Wentel determined to solve talent shortage


Wentel debuted flat at 26 sen on its listing on the ACE Market.

KUALA LUMPUR: Wentel Engineering Holdings Bhd aims to mitigate one of its biggest headwinds – retaining talent – by providing accommodation for both its local employees and foreign workers with two blocks of hostels.

The hostels, which have begun construction, will be part of its new manufacturing plant in Johor and is expected to be completed by the second half of 2025.

Group chief executive officer Chuah Chong Syn said worker shortage was one of the biggest hurdles the metal fabricator faces.

“Retaining talent has been one of our main challenges and to overcome it, this hostels will cater to more than 300 workers especially for those who work outside of Johor Baru,” he said at the group’s listing ceremony on the ACE Market of Bursa Malaysia yesterday.

According to Chuah, the group has also been working with universities to provide internship programmes for graduates.

“We recently signed a memorandum of understanding with Universiti Teknikal Malaysia Melaka.

“We also have ongoing collaborations with Universiti Tun Hussein Onn Malaysia and students from Majlis Amanah Rakyat,” he said.

Chuah said that for now, the manpower shortage has not affected it badly, adding that the group will ensure it does not become a larger problem in the future.

“We encourage university students to participate in this programme. Many started off as interns and later become employed as engineers,” he said.

Meanwhile, Wentel debuted flat at 26 sen upon its listing yesterday with a volume of 19.7 million shares being traded when it opened.

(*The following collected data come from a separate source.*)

//! Ahorn command-line driver
//!
//! One input file (a JSON-serialized project handed over by the
//! front-end) and one analysis family: `sa` runs the value-set
//! pre-pass over the SSA-form CFG, `cse` compositional symbolic
//! execution, `sse` shadow symbolic execution over a test suite, and
//! `cbmc` the cycle-bounded encoding.

use std::path::PathBuf;
use std::process::ExitCode;

use clap::{Parser, Subcommand};
use tracing_subscriber::EnvFilter;

use ahorn_core::config::{Configuration, EngineMode, ExplorationHeuristic};
use ahorn_core::errors::{AhornError, Result};
use ahorn_core::features::flow_graph::{to_dot, Builder, CfgRef};
use ahorn_core::features::lowering::{BasicBlockPass, CallTransformationPass, TacPass};
use ahorn_core::features::ssa::SsaPass;
use ahorn_core::features::symbolic_execution::engines::{Engine, ShadowEngine};
use ahorn_core::features::value_set::Analyzer;
use ahorn_core::shared::models::Project;

#[derive(Parser)]
#[command(name = "ahorn", about = "Symbolic execution for cyclic control programs")]
struct Cli {
    /// Input file: a JSON project produced by the front-end
    input_file: PathBuf,

    /// Write a dot rendition of the CFG to this path
    #[arg(long = "to-dot")]
    to_dot: Option<PathBuf>,

    /// Cycle bound of the outer loop
    #[arg(long = "cycle-bound", default_value_t = 10)]
    cycle_bound: u32,

    /// Wall-clock time-out in milliseconds
    #[arg(long = "time-out", default_value_t = 10_000)]
    time_out: u64,

    /// Labels the value-set pre-pass proved unreachable
    #[arg(long = "unreachable-labels", num_args = 0.., value_delimiter = ',')]
    unreachable_labels: Vec<u32>,

    /// Unreachable branches as label_tt or label_ff
    #[arg(long = "unreachable-branches", num_args = 0.., value_delimiter = ',')]
    unreachable_branches: Vec<String>,

    /// Diagnostic verbosity: trace or info
    #[arg(long)]
    verbose: Option<String>,

    #[command(subcommand)]
    command: Command,
}

#[derive(Subcommand)]
enum Command {
    /// Value-set analysis over the SSA-form CFG
    Sa,
    /// Compositional symbolic execution
    Cse {
        /// Exploration strategy: depth-first or breadth-first
        #[arg(long = "exploration-strategy")]
        exploration_strategy: Option<String>,
        /// Directory receiving one XML file per derived test case
        #[arg(long = "generate-test-suite")]
        generate_test_suite: Option<PathBuf>,
    },
    /// Shadow symbolic execution over a test suite
    Sse {
        /// Path to the test-suite directory
        #[arg(long = "test-suite")]
        test_suite: PathBuf,
    },
    /// Cycle-bounded model-checking encoding
    Cbmc,
}

fn main() -> ExitCode {
    let cli = Cli::parse();

    let filter = match cli.verbose.as_deref() {
        Some("trace") => "ahorn_core=trace",
        Some("info") => "ahorn_core=info",
        Some(other) => {
            eprintln!("invalid verbosity level: {}", other);
            return ExitCode::FAILURE;
        }
        None => "off",
    };
    tracing_subscriber::fmt()
        .with_env_filter(EnvFilter::new(filter))
        .with_writer(std::io::stderr)
        .init();

    match run(cli) {
        Ok(()) => ExitCode::SUCCESS,
        Err(error) => {
            eprintln!("{}", error);
            ExitCode::FAILURE
        }
    }
}

fn run(cli: Cli) -> Result<()> {
    let source = std::fs::read_to_string(&cli.input_file)?;
    let project = Project::from_json(&source)?;
    let cfg = Builder::new(&project).build()?;

    if let Some(path) = &cli.to_dot {
        std::fs::write(path, to_dot(&cfg))?;
    }

    match &cli.command {
        Command::Sa => value_set_analysis(&cfg),
        Command::Cse {
            exploration_strategy,
            generate_test_suite,
        } => {
            let mut config = configuration(&cli, EngineMode::Compositional)?;
            if let Some(strategy) = exploration_strategy {
                config.exploration_heuristic = match strategy.as_str() {
                    "depth-first" => ExplorationHeuristic::DepthFirst,
                    "breadth-first" => ExplorationHeuristic::BreadthFirst,
                    other => {
                        return Err(AhornError::Usage(format!(
                            "invalid exploration strategy: {}",
                            other
                        )))
                    }
                };
            }
            config.generate_test_suite = generate_test_suite.clone();
            let mut engine = Engine::new(config);
            let report = engine.run(&cfg)?;
            print_report(&report);
            Ok(())
        }
        Command::Sse { test_suite } => {
            let config = configuration(&cli, EngineMode::Shadow)?;
            let mut engine = ShadowEngine::new(config);
            let report = engine.run(&cfg, test_suite)?;
            println!(
                "phase 1: {} divergent contexts from {} change-traversing test cases",
                report.divergent_contexts, report.change_traversing_test_cases
            );
            println!("phase 2: {} derived test cases", report.derived_test_cases);
            for difference in &report.differences {
                println!(
                    "output {} differs in cycle {}: old = {}, new = {}",
                    difference.variable, difference.cycle, difference.old, difference.new
                );
            }
            println!("elapsed: {}ms", report.elapsed_ms);
            Ok(())
        }
        Command::Cbmc => {
            let config = configuration(&cli, EngineMode::CycleBoundedEncoding)?;
            let mut engine = Engine::new(config);
            let report = engine.run(&cfg)?;
            print_report(&report);
            Ok(())
        }
    }
}

fn value_set_analysis(cfg: &CfgRef) -> Result<()> {
    let grouped = BasicBlockPass::new().apply(cfg)?;
    let tac = TacPass::new().apply(&grouped)?;
    let transformed = CallTransformationPass::new().apply(&tac)?;
    let ssa = SsaPass::new().apply(&transformed)?;
    let result = Analyzer::new().analyze(&ssa)?;
    println!("unreachable labels:");
    for label in &result.unreachable_labels {
        println!("  {}", label);
    }
    println!("unreachable branches:");
    for (label, direction) in &result.unreachable_branches {
        println!("  {}_{}", label, if *direction { "tt" } else { "ff" });
    }
    Ok(())
}

fn configuration(cli: &Cli, engine_mode: EngineMode) -> Result<Configuration> {
    let mut config = Configuration::new(engine_mode);
    config.cycle_bound = cli.cycle_bound;
    config.time_out_ms = cli.time_out;
    config.unreachable_labels = cli.unreachable_labels.clone();
    for branch in &cli.unreachable_branches {
        let (label, direction) = branch.rsplit_once('_').ok_or_else(|| {
            AhornError::Usage(format!("invalid unreachable branch: {}", branch))
        })?;
        let label = label
            .parse::<u32>()
            .map_err(|_| AhornError::Usage(format!("invalid unreachable branch: {}", branch)))?;
        let direction = match direction {
            "tt" => true,
            "ff" => false,
            _ => {
                return Err(AhornError::Usage(format!(
                    "invalid unreachable branch: {}",
                    branch
                )))
            }
        };
        config.unreachable_branches.push((label, direction));
    }
    Ok(config)
}

fn print_report(report: &ahorn_core::features::symbolic_execution::engines::Report) {
    println!("termination: {:?}", report.termination);
    println!("completed cycles: {}", report.completed_cycles);
    println!(
        "coverage: statements {:.2}, branches {:.2}",
        report.statement_coverage, report.branch_coverage
    );
    println!(
        "test cases: {} derived, {} failing",
        report.derived_test_cases, report.failing_test_cases
    );
    if let Some(outcome) = &report.check_outcome {
        println!("encoding check: {:?}", outcome);
    }
    println!("elapsed: {}ms", report.elapsed_ms);
}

At 5pm, the company closed 7.69% up at 28 sen with 250.8 million shares traded.

It was also the most actively traded stock of the day..

Chuah said the group raised RM71.03mil from its initial public offering.

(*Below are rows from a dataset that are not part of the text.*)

mod divergence_executor;
mod encoder;
mod evaluator;
mod executor;

pub use divergence_executor::DivergenceExecutor;
pub(crate) use divergence_executor::apply_cycle_inputs;
pub use encoder::encode;
pub use evaluator::evaluate;
pub use executor::{Execution, ExecutionStatus, Executor};
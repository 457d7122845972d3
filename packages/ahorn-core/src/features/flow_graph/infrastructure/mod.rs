mod builder;
mod dot;

pub use builder::Builder;
pub use dot::to_dot;

pub(crate) use builder::patch_branch_goto_targets;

“Of the proceeds, RM40mil has been allocated to part-finance the construction of two blocks of single-storey factory (with double-storey office) and the two blocks of worker hostels.

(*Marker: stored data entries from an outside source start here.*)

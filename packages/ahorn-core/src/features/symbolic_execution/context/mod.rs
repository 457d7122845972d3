mod context;
mod frame;
mod state;

pub use context::Context;
pub use frame::Frame;
pub use state::State;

“Another RM25mil will be used to purchase new equipment and machinery for this plant while RM6mil will go towards listing expenses,” he said.

The new plant, which will be utilised for the fabrication of semi-finished metal products, parts and assembly operations, will begin its construction soon and is expected to commence operations in the second half of 2025.

“We will continue focusing on our two markets, Malaysia and Singapore. Right now, Malaysia contributes more than 60% to our revenue while the rest comes from Singapore.

“We also have a small sales segment in the United States, whereby we are involved in research and development, so we send prototypes over there,” he said.

Chuah said the groups’ outlook for 2024 was positive, as it expects its securities segment to continue improving while the semiconductor segment is expected to pick up in the second half of this year.

“We are upbeat about this year. We will focus on the existing customers as the utilisation rate of our existing plant is at 60%.